Jeremy Clarkson szydzi i nabija się z Polski. TVP w ekstazie, cieszy się z pochwały
Brytyjski dziennikarz Jeremy Clarkson napisął felieton, w którym ironizował na temat cudownych warunków życia w Polsce. Tymczasem reporterzy TVP potraktowali wpis na poważnie i z dumą pochwalili się, że publicysta zachwycił się naszym krajem.
Jeremy Clarkson to słynny dziennikarz motoryzacyjny, mający rzeszę fanów również w Polsce. Legendarny prowadzący kultowego "Top Gear" znany jest z ironicznego humoru i prowokowania w swoich felietonach. Nie inaczej było w przypadku najnowszego wpisu gwiazdora dla "The Times", w którym Brytyjczyk zakpił z Polski.
Clarkson ironizuje o Polsce
Jeremy Clarkson postanowił skrytykować obecnie panującą sytuację na Wyspach Brytyjskich, ogarniętych chaosem po brexicie. Dziennikarz zastanawia się więc, gdzie mógłby wyemigrować w poszukiwaniu lepszego życia i ku zdziwieniu wszystkich stawia na Polskę. - Siedzimy i marudzimy, że wszyscy kierowcy ciężarówek i budowniczy wrócili do Polski. Jeśli tego właśnie chcemy - dobrze zbudowanych domów i regularnych dostaw papieru toaletowego - dlaczego i my nie przeprowadzimy się do Warszawy? – pyta Clarkson.
Dalsza część artykułu pod materiałem wideo
Dalej porusza problem rur w domu, twierdząc prześmiewczo, że ludzie w Polsce nie mają podobnych zmartwień. Polaków chwali zaś za wybitne poczucie humoru.
- Kiedyś, nadając sprzed ich stadionu narodowego, powiedziałem do nich: skoro tylu was tu jest, to kto naprawia rury w Londynie? Wybuchnęli śmiechem – pisze.
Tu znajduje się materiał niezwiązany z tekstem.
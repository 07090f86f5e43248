//! RGB raster buffer and polygon fill.

use geo::geometry::{Coord, Rect};
use image::{Rgb, RgbImage};
use nexrad::ProductKey;

use crate::C;

/// Affine map from planar (projected) coordinates to pixels.
///
/// Pixel rows grow downward while planar y grows northward, so the
/// vertical scale is negative and the origin sits at the planar
/// extent's northwest corner.
#[derive(Debug, Clone, Copy, PartialEq)]
pub struct Transform {
    scale: Coord<C>,
    translate: Coord<C>,
}

impl Transform {
    /// Returns the transform stretching `extent` over a `width` by
    /// `height` raster.
    pub fn new(extent: Rect<C>, width: u32, height: u32) -> Self {
        let scale = Coord {
            x: C::from(width) / extent.width(),
            y: -C::from(height) / extent.height(),
        };
        let translate = Coord {
            x: -extent.min().x,
            y: -extent.max().y,
        };
        Self { scale, translate }
    }

    pub fn apply(&self, Coord { x, y }: Coord<C>) -> Coord<C> {
        Coord {
            x: self.scale.x * (x + self.translate.x),
            y: self.scale.y * (y + self.translate.y),
        }
    }
}

/// A rendered product image.
#[derive(Debug, Clone)]
pub struct Raster {
    key: ProductKey,
    layers: usize,
    image: RgbImage,
}

impl Raster {
    /// Returns a raster filled with `background`.
    pub fn new(key: ProductKey, width: u32, height: u32, background: Rgb<u8>) -> Self {
        Self {
            key,
            layers: 0,
            image: RgbImage::from_pixel(width, height, background),
        }
    }

    pub fn key(&self) -> &ProductKey {
        &self.key
    }

    pub fn width(&self) -> u32 {
        self.image.width()
    }

    pub fn height(&self) -> u32 {
        self.image.height()
    }

    /// Returns the number of scale-factor layers painted.
    pub fn layers(&self) -> usize {
        self.layers
    }

    pub(crate) fn set_layers(&mut self, layers: usize) {
        self.layers = layers;
    }

    pub fn image(&self) -> &RgbImage {
        &self.image
    }

    pub fn pixel(&self, x: u32, y: u32) -> Option<Rgb<u8>> {
        (x < self.width() && y < self.height()).then(|| *self.image.get_pixel(x, y))
    }

    /// Fills the polygon with vertices `points` (pixel space).
    ///
    /// A pixel is painted when its center falls inside the polygon
    /// (even-odd rule). Edges are half-open, so polygons sharing an
    /// edge never paint the same pixel twice and leave no gap. Fill
    /// overwrites, it does not blend.
    pub fn fill_polygon(&mut self, points: &[Coord<C>], color: Rgb<u8>) {
        if points.len() < 3 {
            return;
        }
        let (width, height) = (C::from(self.width()), C::from(self.height()));

        let (min_y, max_y) = points
            .iter()
            .fold((C::INFINITY, C::NEG_INFINITY), |(lo, hi), p| {
                (lo.min(p.y), hi.max(p.y))
            });
        let first_row = (min_y - 0.5).ceil().max(0.0);
        let end_row = (max_y - 0.5).ceil().min(height);

        let mut crossings = Vec::with_capacity(points.len());
        let mut row = first_row;
        while row < end_row {
            let center_y = row + 0.5;
            crossings.clear();
            for (i, a) in points.iter().enumerate() {
                let b = &points[(i + 1) % points.len()];
                if (a.y <= center_y) != (b.y <= center_y) {
                    crossings.push(a.x + (center_y - a.y) * (b.x - a.x) / (b.y - a.y));
                }
            }
            crossings.sort_by(C::total_cmp);

            for span in crossings.chunks_exact(2) {
                let start = (span[0] - 0.5).ceil().max(0.0);
                let end = (span[1] - 0.5).ceil().min(width);
                #[allow(clippy::cast_possible_truncation, clippy::cast_sign_loss)]
                let (start, end, y) = (start as u32, end as u32, row as u32);
                for x in start..end {
                    self.image.put_pixel(x, y, color);
                }
            }
            row += 1.0;
        }
    }
}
Publicysta naśmiewa się także z cen w naszym kraju, mówiąc, iż dania w restauracjach kosztują "cztery pensy", podczas gdy domy są po "sześć pensów". Na koniec "wychwala" ciepłe lata i porządne, mroźne zimy.
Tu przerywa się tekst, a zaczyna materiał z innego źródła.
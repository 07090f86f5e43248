//! Mosaic compositing.

use crate::{
    math::{project_coord, project_rect},
    mosaics::{Group, Resolution},
    palette::Palette,
    raster::{Raster, Transform},
    MosaicError, C,
};
use geo::geometry::Rect;
use log::debug;
use nexrad::ProductKey;
use std::f64::consts::PI;

/// Knobs for [render].
#[derive(Debug, Clone, Copy, PartialEq, Eq)]
pub struct RenderOptions {
    /// Largest width or height, in pixels, a group may render to.
    pub max_dimension: u32,
}

impl Default for RenderOptions {
    fn default() -> Self {
        Self {
            max_dimension: 16_384,
        }
    }
}

/// Output geometry of one group.
#[derive(Debug, Clone, Copy, PartialEq)]
pub struct Layout {
    /// Finest resolution present, which sets pixel density.
    pub finest: Resolution,
    /// Planar extent of the group's bounds.
    pub extent: Rect<C>,
    pub width: u32,
    pub height: u32,
}

/// Computes the raster size and planar extent of `group`.
pub fn layout(
    key: &ProductKey,
    group: &Group,
    options: &RenderOptions,
) -> Result<Layout, MosaicError> {
    let empty = || MosaicError::EmptyMosaic(key.clone());

    let finest = group.finest().ok_or_else(empty)?;
    let pixels_per_degree = finest.pixels_per_degree();

    let extent = project_rect(group.bounds());
    let (dx, dy) = (extent.width(), extent.height());
    if !dx.is_finite() || !dy.is_finite() {
        return Err(empty());
    }

    // Planar spans are radians; scale back to degree-proportional pixels.
    let width = pixels_per_degree * 180.0 * dx / PI;
    let height = pixels_per_degree * 180.0 * dy / PI;
    #[allow(clippy::cast_possible_truncation, clippy::cast_sign_loss)]
    let (width, height) = (width as u32, height as u32);
    if width == 0 || height == 0 {
        return Err(empty());
    }
    if width > options.max_dimension || height > options.max_dimension {
        return Err(MosaicError::TooLarge {
            key: key.clone(),
            width,
            height,
            limit: options.max_dimension,
        });
    }

    Ok(Layout {
        finest,
        extent,
        width,
        height,
    })
}

/// Composites every tile of `group` into a single raster.
///
/// Output density follows the group's finest resolution. Layers are
/// painted coarsest first so finer blocks overdraw coarser ones.
pub fn render(
    key: &ProductKey,
    group: &Group,
    palette: &Palette,
    options: &RenderOptions,
) -> Result<Raster, MosaicError> {
    let Layout {
        finest,
        extent,
        width,
        height,
    } = layout(key, group, options)?;
    debug!(
        "{key}: {width}x{height} at {} px/deg from scale factor {}",
        finest.pixels_per_degree(),
        finest.scale_factor()
    );

    let transform = Transform::new(extent, width, height);
    let mut raster = Raster::new(key.clone(), width, height, palette.background(key));

    for (_, tiles) in group.layers() {
        for tile in tiles {
            for cell in tile.cells() {
                let color = palette.color_for(cell.intensity())?;
                let quad = cell
                    .corners()
                    .map(|corner| transform.apply(project_coord(corner)));
                raster.fill_polygon(&quad, color);
            }
        }
    }
    raster.set_layers(group.layer_count());

    Ok(raster)
}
Nie zapomina też, aby wspomnieć o problemie migracyjnym, małej tolerancji i zróżnicowaniu etnicznym, pisząc, że Polska "nie mieści się w top 10 najpopularniejszych destynacji dla ludzi z Syrii i Somalii".
TVP cieszy się z żartów Clarksona
TVP Info odniosło się do tego felietonu w artykule zatytułowanym "Clarkson: Polska to miejsce, gdzie wszyscy bylibyśmy szczęśliwi" . Zdaniem dziennikarzy serwisu publicyście podobało się podczas pobytu w naszym kraju.
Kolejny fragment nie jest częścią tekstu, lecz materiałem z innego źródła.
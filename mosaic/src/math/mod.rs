mod mercator;

pub use mercator::{project, project_coord, project_rect};
//! Simplified spherical Mercator.
//!
//! Inputs are arc-minutes. Longitude arrives positive-west in the
//! 0..360 degree range and is shifted by -360 degrees before
//! projection. Latitude must stay strictly between the poles.

use geo::geometry::{Coord, Rect};
use std::f64::consts::FRAC_PI_4;

use crate::C;

const ARCMIN_PER_DEG: C = 60.0;

/// Projects (`lat`, `lon`) arc-minutes to planar (x, y).
pub fn project(lat: C, lon: C) -> Coord<C> {
    let lat = (lat / ARCMIN_PER_DEG).to_radians();
    let lon = (lon / ARCMIN_PER_DEG - 360.0).to_radians();
    Coord {
        x: lon,
        y: (FRAC_PI_4 + lat / 2.0).tan().ln(),
    }
}

/// Projects an arc-minute coordinate where `x` is longitude and `y`
/// is latitude.
pub fn project_coord(Coord { x, y }: Coord<C>) -> Coord<C> {
    project(y, x)
}

/// Returns the planar extent of an arc-minute rectangle.
///
/// All four corners are projected since projected ordering need not
/// follow geographic ordering.
pub fn project_rect(rect: Rect<i32>) -> Rect<C> {
    let (min, max) = (rect.min(), rect.max());
    let corners = [
        (min.y, min.x),
        (min.y, max.x),
        (max.y, min.x),
        (max.y, max.x),
    ]
    .map(|(lat, lon)| project(C::from(lat), C::from(lon)));

    let mut lo = corners[0];
    let mut hi = corners[0];
    for Coord { x, y } in &corners[1..] {
        lo.x = lo.x.min(*x);
        lo.y = lo.y.min(*y);
        hi.x = hi.x.max(*x);
        hi.y = hi.y.max(*y);
    }
    Rect::new(lo, hi)
}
Wygląda więc na to, że pracujący w rządowych mediach redaktorzy chyba zbyt serio potraktowali wypowiedź Clarksona. Z zadowoleniem opisali oni, jak gwiazdor chwali polską pogodę, poczucie humoru oraz fachowość rodzimych specjalistów od budownictwa i rur .
Na tę kuriozalną sytuację zwrócił uwagę Michał Szułdrzyński, który zamieścił na Twitterze wpis o tym, że Brytyjczyk szydzi z Polski, natomiast media publiczne uważają to za pochwałę.
-
Brytyjski dziennikarz w felietonie wyszydza Polskę, twierdząc, że się tu przeniesie, bo skoro polscy robotnicy wrócili z Wysp, to dobrze są tu zbudowane domy i kanalizacja szczelna, żarcie tanie a dziewczyny gorące. A część prawicy w ekstazie: chwalą Polskę PiS
– napisał.
Na tweeta odpowiedział mieszkający od lat w Londynie inny dziennikarz, Jakub Krupa, zwracając uwagę na fakt, że gdyby podobny felieton wyszedł spod ręki Polaka z pewnością uznany by był za obraźliwy.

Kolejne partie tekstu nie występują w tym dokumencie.